Elasticsearch slow search after restart: cold OS page cache and warmup
Restart an Elasticsearch node and searches that normally return in tens of milliseconds now take seconds. CPU stays low, disk read throughput spikes, and iowait climbs. This is not a failing disk, a runaway query, or a JVM heap problem. It is a cold OS page cache.
Elasticsearch relies on the OS filesystem cache to serve search requests from Lucene segment files. After any restart, that cache is empty. The kernel must read segments from disk into memory on demand. Until the working set is resident, queries incur disk I/O that should have been cache hits. Depending on the ratio of dataset size to available RAM, warmup can last minutes to hours.
Elasticsearch 7.0 introduced a second mechanism that produces nearly identical symptoms with a different fix. Shards that receive no search or GET request for index.search.idle.after (default 30s) enter an idle state. The next query triggers a synchronous refresh before executing, adding latency that can be mistaken for cache coldness. Telling the two apart determines whether you wait, tune a setting, or query differently.
What this means
Elasticsearch keeps index data out of the JVM heap. The heap holds segment metadata, query structures, and caches; the OS page cache holds the actual inverted indices and stored fields. This design makes the page cache the single most important resource for search performance.
After a restart, the page cache is empty. The first queries to each shard trigger sequential disk reads. Because the query itself is not CPU-intensive, the node sits with low CPU and high disk wait until the kernel caches the relevant segment files. Latency can be 10-100x higher than normal during this window. Search is scatter-gather across target shards, so the slowest cold shard sets overall latency.

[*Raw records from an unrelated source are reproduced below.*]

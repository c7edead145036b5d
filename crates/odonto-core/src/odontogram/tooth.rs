//! FDI tooth codes, quadrants and anatomical names.

use serde::{Deserialize, Serialize};
use std::fmt;

use super::{ToothError, ToothResult, ToothShape};

/// Dental quadrant, numbered clockwise from the patient's upper right.
#[derive(Debug, Clone, Copy, PartialEq, Eq, Hash)]
pub enum Quadrant {
    UpperRight,
    UpperLeft,
    LowerLeft,
    LowerRight,
}

impl Quadrant {
    pub const ALL: [Quadrant; 4] = [
        Quadrant::UpperRight,
        Quadrant::UpperLeft,
        Quadrant::LowerLeft,
        Quadrant::LowerRight,
    ];

    /// Leading FDI digit.
    pub fn digit(self) -> u8 {
        match self {
            Quadrant::UpperRight => 1,
            Quadrant::UpperLeft => 2,
            Quadrant::LowerLeft => 3,
            Quadrant::LowerRight => 4,
        }
    }

    pub fn from_digit(d: u8) -> Option<Self> {
        match d {
            1 => Some(Quadrant::UpperRight),
            2 => Some(Quadrant::UpperLeft),
            3 => Some(Quadrant::LowerLeft),
            4 => Some(Quadrant::LowerRight),
            _ => None,
        }
    }

    pub fn arch(self) -> Arch {
        match self {
            Quadrant::UpperRight | Quadrant::UpperLeft => Arch::Upper,
            Quadrant::LowerLeft | Quadrant::LowerRight => Arch::Lower,
        }
    }

    /// Teeth in chart order (left to right as drawn).
    ///
    /// Right-side quadrants run from the back of the mouth to the midline,
    /// left-side quadrants from the midline outwards.
    pub fn teeth(self) -> [ToothCode; 8] {
        let base = self.digit() * 10;
        let mut teeth = [ToothCode(0); 8];
        for (i, slot) in teeth.iter_mut().enumerate() {
            let position = match self {
                Quadrant::UpperRight | Quadrant::LowerRight => 8 - i as u8,
                Quadrant::UpperLeft | Quadrant::LowerLeft => i as u8 + 1,
            };
            *slot = ToothCode(base + position);
        }
        teeth
    }

    fn side_name(self) -> &'static str {
        match self {
            Quadrant::UpperRight | Quadrant::LowerRight => "Direito",
            Quadrant::UpperLeft | Quadrant::LowerLeft => "Esquerdo",
        }
    }
}

/// Upper or lower jaw.
#[derive(Debug, Clone, Copy, PartialEq, Eq, Hash)]
pub enum Arch {
    Upper,
    Lower,
}

impl Arch {
    pub fn label(self) -> &'static str {
        match self {
            Arch::Upper => "Superior",
            Arch::Lower => "Inferior",
        }
    }
}

/// Anatomical tooth class.
#[derive(Debug, Clone, Copy, PartialEq, Eq, Hash)]
pub enum ToothClass {
    Incisor,
    Canine,
    Premolar,
    Molar,
}

/// A tooth number in FDI notation.
///
/// `ToothCode::new` only accepts the 32 permanent-dentition codes;
/// `ToothCode::raw` keeps whatever number a stored string carried.
#[derive(Debug, Clone, Copy, PartialEq, Eq, PartialOrd, Ord, Hash, Serialize, Deserialize)]
#[serde(transparent)]
pub struct ToothCode(u8);

impl ToothCode {
    pub fn new(code: u8) -> ToothResult<Self> {
        if is_valid_fdi(code) {
            Ok(Self(code))
        } else {
            Err(ToothError::InvalidCode(code))
        }
    }

    pub const fn raw(code: u8) -> Self {
        Self(code)
    }

    pub fn value(self) -> u8 {
        self.0
    }

    pub fn is_valid(self) -> bool {
        is_valid_fdi(self.0)
    }

    /// Position counted from the midline (1 = central incisor).
    pub fn position(self) -> u8 {
        self.0 % 10
    }

    pub fn quadrant(self) -> Option<Quadrant> {
        if !self.is_valid() {
            return None;
        }
        Quadrant::from_digit(self.0 / 10)
    }

    pub fn arch(self) -> Option<Arch> {
        self.quadrant().map(Quadrant::arch)
    }

    pub fn class(self) -> Option<ToothClass> {
        if !self.is_valid() {
            return None;
        }
        Some(match self.position() {
            1 | 2 => ToothClass::Incisor,
            3 => ToothClass::Canine,
            4 | 5 => ToothClass::Premolar,
            _ => ToothClass::Molar,
        })
    }

    /// Drawn wider in the chart.
    pub fn is_molar(self) -> bool {
        self.position() >= 6
    }

    pub fn shape(self) -> ToothShape {
        ToothShape::for_code(self)
    }

    /// Portuguese anatomical name, e.g. "Incisivo Central Superior Direito".
    pub fn name(self) -> Option<String> {
        let quadrant = self.quadrant()?;
        let tooth = match self.position() {
            1 => "Incisivo Central",
            2 => "Incisivo Lateral",
            3 => "Canino",
            4 => "1º Pré-Molar",
            5 => "2º Pré-Molar",
            6 => "1º Molar",
            7 => "2º Molar",
            _ => "3º Molar",
        };
        Some(format!(
            "{} {} {}",
            tooth,
            quadrant.arch().label(),
            quadrant.side_name()
        ))
    }
}

impl fmt::Display for ToothCode {
    fn fmt(&self, f: &mut fmt::Formatter<'_>) -> fmt::Result {
        write!(f, "{}", self.0)
    }
}

impl TryFrom<u8> for ToothCode {
    type Error = ToothError;

    fn try_from(code: u8) -> Result<Self, Self::Error> {
        ToothCode::new(code)
    }
}

/// True for 11-18, 21-28, 31-38 and 41-48.
pub fn is_valid_fdi(code: u8) -> bool {
    matches!(code / 10, 1..=4) && matches!(code % 10, 1..=8)
}

/// All 32 permanent teeth in quadrant order.
pub fn all_teeth() -> impl Iterator<Item = ToothCode> {
    Quadrant::ALL.into_iter().flat_map(|q| {
        let base = q.digit() * 10;
        (1..=8).map(move |p| ToothCode(base + p))
    })
}

#[cfg(test)]
mod tests {
    use super::*;

    #[test]
    fn test_valid_codes() {
        assert_eq!(all_teeth().count(), 32);
        assert!(all_teeth().all(ToothCode::is_valid));

        for bad in [0, 10, 19, 20, 29, 39, 49, 51, 99] {
            assert_eq!(ToothCode::new(bad), Err(ToothError::InvalidCode(bad)));
        }
    }

    #[test]
    fn test_quadrant_display_order() {
        let codes = |q: Quadrant| q.teeth().map(ToothCode::value);
        assert_eq!(codes(Quadrant::UpperRight), [18, 17, 16, 15, 14, 13, 12, 11]);
        assert_eq!(codes(Quadrant::UpperLeft), [21, 22, 23, 24, 25, 26, 27, 28]);
        assert_eq!(codes(Quadrant::LowerLeft), [31, 32, 33, 34, 35, 36, 37, 38]);
        assert_eq!(codes(Quadrant::LowerRight), [48, 47, 46, 45, 44, 43, 42, 41]);
    }

    #[test]
    fn test_names() {
        let name = |c: u8| ToothCode::raw(c).name();
        assert_eq!(name(11).as_deref(), Some("Incisivo Central Superior Direito"));
        assert_eq!(name(24).as_deref(), Some("1º Pré-Molar Superior Esquerdo"));
        assert_eq!(name(36).as_deref(), Some("1º Molar Inferior Esquerdo"));
        assert_eq!(name(48).as_deref(), Some("3º Molar Inferior Direito"));
        assert_eq!(name(99), None);
    }

    #[test]
    fn test_classes() {
        assert_eq!(ToothCode::raw(12).class(), Some(ToothClass::Incisor));
        assert_eq!(ToothCode::raw(43).class(), Some(ToothClass::Canine));
        assert_eq!(ToothCode::raw(35).class(), Some(ToothClass::Premolar));
        assert_eq!(ToothCode::raw(27).class(), Some(ToothClass::Molar));
        assert!(ToothCode::raw(46).is_molar());
        assert!(!ToothCode::raw(45).is_molar());
    }

    #[test]
    fn test_arch() {
        assert_eq!(ToothCode::raw(28).arch(), Some(Arch::Upper));
        assert_eq!(ToothCode::raw(31).arch(), Some(Arch::Lower));
        assert_eq!(ToothCode::raw(55).arch(), None);
    }
}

The idle-shard refresh behavior is separate and per-shard. When a shard goes idle, Elasticsearch stops background refreshes to save indexing overhead. The next search must wait for a refresh to complete. This does not require a restart, but it is often first noticed after a restart when traffic resumes unevenly across shards.
flowchart TD
A[High search latency after restart] --> B{Low CPU and high disk reads?}
B -->|Yes| C[Cold OS page cache]
B -->|No| D{Slow log shows refresh wait?}
D -->|Yes| E[Idle shard refresh block]
D -->|No| F[Investigate queries segments heap]Common causes
| Cause | What it looks like | First thing to check |
|---|---|---|
| Cold OS page cache after restart | Query and fetch latency elevated, low CPU, high disk I/O, no slow log entries | free -w or /proc/meminfo for cached memory, plus _cat/allocation for segment store size |
| Idle-shard refresh blocking (Elasticsearch 7.0+) | First search after idle period is slow; subsequent queries on the same shard are fast | GET /<index>/_settings/index.search.idle.after and slow logs |
| Excessive Linux readahead thrashing the cache | Sustained high disk throughput but poor cache residency, common on LVM or RAID | lsblk or blockdev readahead values |
| Insufficient RAM for the page cache | Chronic high latency even after warmup; node memory is too small for the working set | Compare total index size on node to available system memory after heap |
Quick checks
# OS page cache and memory layout
free -w
# Elasticsearch node-level OS memory stats
curl -s 'http://localhost:9200/_nodes/stats/os?filter_path=nodes.*.os.mem'
# Index settings that affect warmup and idle refresh
curl -s 'http://localhost:9200/<index>/_settings?filter_path=**.index.store.preload,**.index.search.idle.after'
# Slow queries with refresh waits (path and format depend on log4j2 configuration)
grep "took" /var/log/elasticsearch/*_slowlog.log | tail -20
# Linux readahead settings for block devices
lsblk -o NAME,RA,MOUNTPOINT,TYPE,SIZE
# Segment store size per node to estimate working set
curl -s 'http://localhost:9200/_cat/allocation?v&h=node,disk.indices,disk.used,disk.total'
How to diagnose it
Confirm the signature. High search latency with low CPU and elevated disk reads points to I/O-bound cold data. If CPU is high, look elsewhere: expensive queries, merge storms, or segment explosion.
Check the slow log. Cold page cache misses do not appear in the slow log because the query plan and execution are fast; only the disk read is slow. If the slow log shows entries with refresh wait times, the cause is idle-shard synchronous refresh rather than cold cache.
Verify page cache headroom. On the node OS, compare cached memory (
free -wor/proc/meminfo) to the total size of segment files the node holds. If the dataset is larger than RAM, the cache will churn. If the dataset fits but cached memory is low, another process may be consuming memory, or the heap may be oversized.Inspect
index.store.preload. If the index is configured to preload specific file extensions at open time, verify the list is narrow. Preloading too many files can evict hot data and degrade search performance when the cache cannot hold the preload plus the working set.Inspect
index.search.idle.after. The default is30s. If your workload has natural idle periods and latency spikes consistently on the first query after each idle window, this setting is the culprit.On Linux, verify block device readahead. Values much larger than 128 KiB can cause the kernel to read more data than necessary, polluting the page cache and delaying residency of the actual Lucene segments.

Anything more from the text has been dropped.